Once the data has been read, restate all of it exactly.

=== Entries supplied ===

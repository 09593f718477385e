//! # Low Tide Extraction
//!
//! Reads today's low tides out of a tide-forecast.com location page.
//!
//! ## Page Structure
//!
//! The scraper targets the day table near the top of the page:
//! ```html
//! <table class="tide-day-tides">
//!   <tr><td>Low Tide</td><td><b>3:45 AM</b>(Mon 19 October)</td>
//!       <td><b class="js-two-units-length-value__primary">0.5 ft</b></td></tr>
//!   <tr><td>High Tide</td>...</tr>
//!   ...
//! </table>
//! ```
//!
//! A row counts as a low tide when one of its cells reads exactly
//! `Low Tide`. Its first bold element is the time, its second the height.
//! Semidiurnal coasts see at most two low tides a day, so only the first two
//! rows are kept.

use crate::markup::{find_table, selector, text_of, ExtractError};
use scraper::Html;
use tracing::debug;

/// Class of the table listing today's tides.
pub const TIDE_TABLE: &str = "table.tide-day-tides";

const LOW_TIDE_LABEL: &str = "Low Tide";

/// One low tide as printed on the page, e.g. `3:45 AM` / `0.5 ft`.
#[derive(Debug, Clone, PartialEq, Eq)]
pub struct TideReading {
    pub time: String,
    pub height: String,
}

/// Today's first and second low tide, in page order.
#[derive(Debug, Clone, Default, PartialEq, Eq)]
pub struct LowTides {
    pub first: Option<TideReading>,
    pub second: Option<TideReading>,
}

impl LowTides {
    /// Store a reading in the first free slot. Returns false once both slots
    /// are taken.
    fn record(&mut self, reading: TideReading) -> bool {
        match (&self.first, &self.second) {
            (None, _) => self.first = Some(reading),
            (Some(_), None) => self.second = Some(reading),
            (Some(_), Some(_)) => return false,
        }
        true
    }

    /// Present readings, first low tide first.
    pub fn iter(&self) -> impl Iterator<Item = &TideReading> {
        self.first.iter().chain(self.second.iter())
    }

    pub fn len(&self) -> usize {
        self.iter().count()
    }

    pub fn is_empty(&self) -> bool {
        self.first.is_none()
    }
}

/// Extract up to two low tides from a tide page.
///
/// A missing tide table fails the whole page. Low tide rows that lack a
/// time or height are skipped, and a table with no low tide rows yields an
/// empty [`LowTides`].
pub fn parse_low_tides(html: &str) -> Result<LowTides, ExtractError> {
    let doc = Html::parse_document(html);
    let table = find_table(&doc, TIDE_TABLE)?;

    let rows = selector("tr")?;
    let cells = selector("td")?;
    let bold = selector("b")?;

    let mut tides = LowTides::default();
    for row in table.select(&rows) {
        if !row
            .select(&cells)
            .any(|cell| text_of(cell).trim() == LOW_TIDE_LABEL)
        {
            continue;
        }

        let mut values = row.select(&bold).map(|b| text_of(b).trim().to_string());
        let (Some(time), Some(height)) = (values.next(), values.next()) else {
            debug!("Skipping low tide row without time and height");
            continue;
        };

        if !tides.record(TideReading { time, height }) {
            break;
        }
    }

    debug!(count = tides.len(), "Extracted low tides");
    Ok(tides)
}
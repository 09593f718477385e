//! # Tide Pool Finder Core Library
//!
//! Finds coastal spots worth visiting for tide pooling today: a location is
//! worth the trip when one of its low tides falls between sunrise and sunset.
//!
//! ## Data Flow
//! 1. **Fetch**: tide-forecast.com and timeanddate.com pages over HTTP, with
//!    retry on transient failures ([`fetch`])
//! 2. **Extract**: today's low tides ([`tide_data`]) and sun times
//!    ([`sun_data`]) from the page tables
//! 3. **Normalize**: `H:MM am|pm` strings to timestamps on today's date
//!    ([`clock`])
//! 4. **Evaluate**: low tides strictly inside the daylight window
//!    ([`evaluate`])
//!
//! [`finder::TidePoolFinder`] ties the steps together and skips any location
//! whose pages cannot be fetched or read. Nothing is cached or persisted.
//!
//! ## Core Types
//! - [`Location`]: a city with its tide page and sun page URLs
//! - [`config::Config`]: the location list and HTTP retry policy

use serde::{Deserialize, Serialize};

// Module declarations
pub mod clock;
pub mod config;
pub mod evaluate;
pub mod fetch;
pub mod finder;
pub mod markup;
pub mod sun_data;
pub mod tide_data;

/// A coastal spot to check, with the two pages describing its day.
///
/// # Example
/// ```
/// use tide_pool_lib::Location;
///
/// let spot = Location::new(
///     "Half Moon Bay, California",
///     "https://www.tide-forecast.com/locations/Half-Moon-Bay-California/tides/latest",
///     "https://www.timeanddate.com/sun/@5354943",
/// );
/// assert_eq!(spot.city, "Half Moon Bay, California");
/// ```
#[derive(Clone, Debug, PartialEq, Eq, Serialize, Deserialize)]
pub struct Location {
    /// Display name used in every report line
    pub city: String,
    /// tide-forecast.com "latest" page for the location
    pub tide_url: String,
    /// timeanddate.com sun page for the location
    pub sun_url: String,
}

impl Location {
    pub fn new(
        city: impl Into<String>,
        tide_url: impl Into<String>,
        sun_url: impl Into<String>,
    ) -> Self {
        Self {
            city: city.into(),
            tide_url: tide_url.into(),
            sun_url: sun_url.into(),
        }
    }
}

===

* Task response
repository 09593f718477385e
//! # Low Tide Extraction
//!
//! Reads today's low tides out of a tide-forecast.com location page.
//!
//! ## Page Structure
//!
//! The scraper targets the day table near the top of the page:
//! ```html
//! <table class="tide-day-tides">
//!   <tr><td>Low Tide</td><td><b>3:45 AM</b>(Mon 19 October)</td>
//!       <td><b class="js-two-units-length-value__primary">0.5 ft</b></td></tr>
//!   <tr><td>High Tide</td>...</tr>
//!   ...
//! </table>
//! ```
//!
//! A row counts as a low tide when one of its cells reads exactly
//! `Low Tide`. Its first bold element is the time, its second the height.
//! Semidiurnal coasts see at most two low tides a day, so only the first two
//! rows are kept.

use crate::markup::{find_table, selector, text_of, ExtractError};
use scraper::Html;
use tracing::debug;

/// Class of the table listing today's tides.
pub const TIDE_TABLE: &str = "table.tide-day-tides";

const LOW_TIDE_LABEL: &str = "Low Tide";

/// One low tide as printed on the page, e.g. `3:45 AM` / `0.5 ft`.
#[derive(Debug, Clone, PartialEq, Eq)]
pub struct TideReading {
    pub time: String,
    pub height: String,
}

/// Today's first and second low tide, in page order.
#[derive(Debug, Clone, Default, PartialEq, Eq)]
pub struct LowTides {
    pub first: Option<TideReading>,
    pub second: Option<TideReading>,
}

impl LowTides {
    /// Store a reading in the first free slot. Returns false once both slots
    /// are taken.
    fn record(&mut self, reading: TideReading) -> bool {
        match (&self.first, &self.second) {
            (None, _) => self.first = Some(reading),
            (Some(_), None) => self.second = Some(reading),
            (Some(_), Some(_)) => return false,
        }
        true
    }

    /// Present readings, first low tide first.
    pub fn iter(&self) -> impl Iterator<Item = &TideReading> {
        self.first.iter().chain(self.second.iter())
    }

    pub fn len(&self) -> usize {
        self.iter().count()
    }

    pub fn is_empty(&self) -> bool {
        self.first.is_none()
    }
}

/// Extract up to two low tides from a tide page.
///
/// A missing tide table fails the whole page. Low tide rows that lack a
/// time or height are skipped, and a table with no low tide rows yields an
/// empty [`LowTides`].
pub fn parse_low_tides(html: &str) -> Result<LowTides, ExtractError> {
    let doc = Html::parse_document(html);
    let table = find_table(&doc, TIDE_TABLE)?;

    let rows = selector("tr")?;
    let cells = selector("td")?;
    let bold = selector("b")?;

    let mut tides = LowTides::default();
    for row in table.select(&rows) {
        if !row
            .select(&cells)
            .any(|cell| text_of(cell).trim() == LOW_TIDE_LABEL)
        {
            continue;
        }

        let mut values = row.select(&bold).map(|b| text_of(b).trim().to_string());
        let (Some(time), Some(height)) = (values.next(), values.next()) else {
            debug!("Skipping low tide row without time and height");
            continue;
        };

        if !tides.record(TideReading { time, height }) {
            break;
        }
    }

    debug!(count = tides.len(), "Extracted low tides");
    Ok(tides)
}
repository 09593f718477385e
//! # Tide Pool Finder Core Library
//!
//! Finds coastal spots worth visiting for tide pooling today: a location is
//! worth the trip when one of its low tides falls between sunrise and sunset.
//!
//! ## Data Flow
//! 1. **Fetch**: tide-forecast.com and timeanddate.com pages over HTTP, with
//!    retry on transient failures ([`fetch`])
//! 2. **Extract**: today's low tides ([`tide_data`]) and sun times
//!    ([`sun_data`]) from the page tables
//! 3. **Normalize**: `H:MM am|pm` strings to timestamps on today's date
//!    ([`clock`])
//! 4. **Evaluate**: low tides strictly inside the daylight window
//!    ([`evaluate`])
//!
//! [`finder::TidePoolFinder`] ties the steps together and skips any location
//! whose pages cannot be fetched or read. Nothing is cached or persisted.
//!
//! ## Core Types
//! - [`Location`]: a city with its tide page and sun page URLs
//! - [`config::Config`]: the location list and HTTP retry policy

use serde::{Deserialize, Serialize};

// Module declarations
pub mod clock;
pub mod config;
pub mod evaluate;
pub mod fetch;
pub mod finder;
pub mod markup;
pub mod sun_data;
pub mod tide_data;

/// A coastal spot to check, with the two pages describing its day.
///
/// # Example
/// ```
/// use tide_pool_lib::Location;
///
/// let spot = Location::new(
///     "Half Moon Bay, California",
///     "https://www.tide-forecast.com/locations/Half-Moon-Bay-California/tides/latest",
///     "https://www.timeanddate.com/sun/@5354943",
/// );
/// assert_eq!(spot.city, "Half Moon Bay, California");
/// ```
#[derive(Clone, Debug, PartialEq, Eq, Serialize, Deserialize)]
pub struct Location {
    /// Display name used in every report line
    pub city: String,
    /// tide-forecast.com "latest" page for the location
    pub tide_url: String,
    /// timeanddate.com sun page for the location
    pub sun_url: String,
}

impl Location {
    pub fn new(
        city: impl Into<String>,
        tide_url: impl Into<String>,
        sun_url: impl Into<String>,
    ) -> Self {
        Self {
            city: city.into(),
            tide_url: tide_url.into(),
            sun_url: sun_url.into(),
        }
    }
}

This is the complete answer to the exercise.